Information:
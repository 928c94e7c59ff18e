//! Wire-level request and response types.

pub mod request;
pub mod response;

pub use request::{
    AddCheckpointsRequest, AddHeatsRequest, AddSplitsRequest, CreateEventRequest,
    CreateRunnersRequest, EventQuery, RemoveCheckpointsRequest, RemoveHeatsRequest, RunnersQuery,
    StartHeatRequest,
};
pub use response::{ApiError, ApiResponse, Status};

Problem requirements:
Transcribe the lines above precisely, keeping each one unchanged.

Output for this task:
repository 928c94e7c59ff18e
//! Wire-level request and response types.

pub mod request;
pub mod response;

pub use request::{
    AddCheckpointsRequest, AddHeatsRequest, AddSplitsRequest, CreateEventRequest,
    CreateRunnersRequest, EventQuery, RemoveCheckpointsRequest, RemoveHeatsRequest, RunnersQuery,
    StartHeatRequest,
};
pub use response::{ApiError, ApiResponse, Status};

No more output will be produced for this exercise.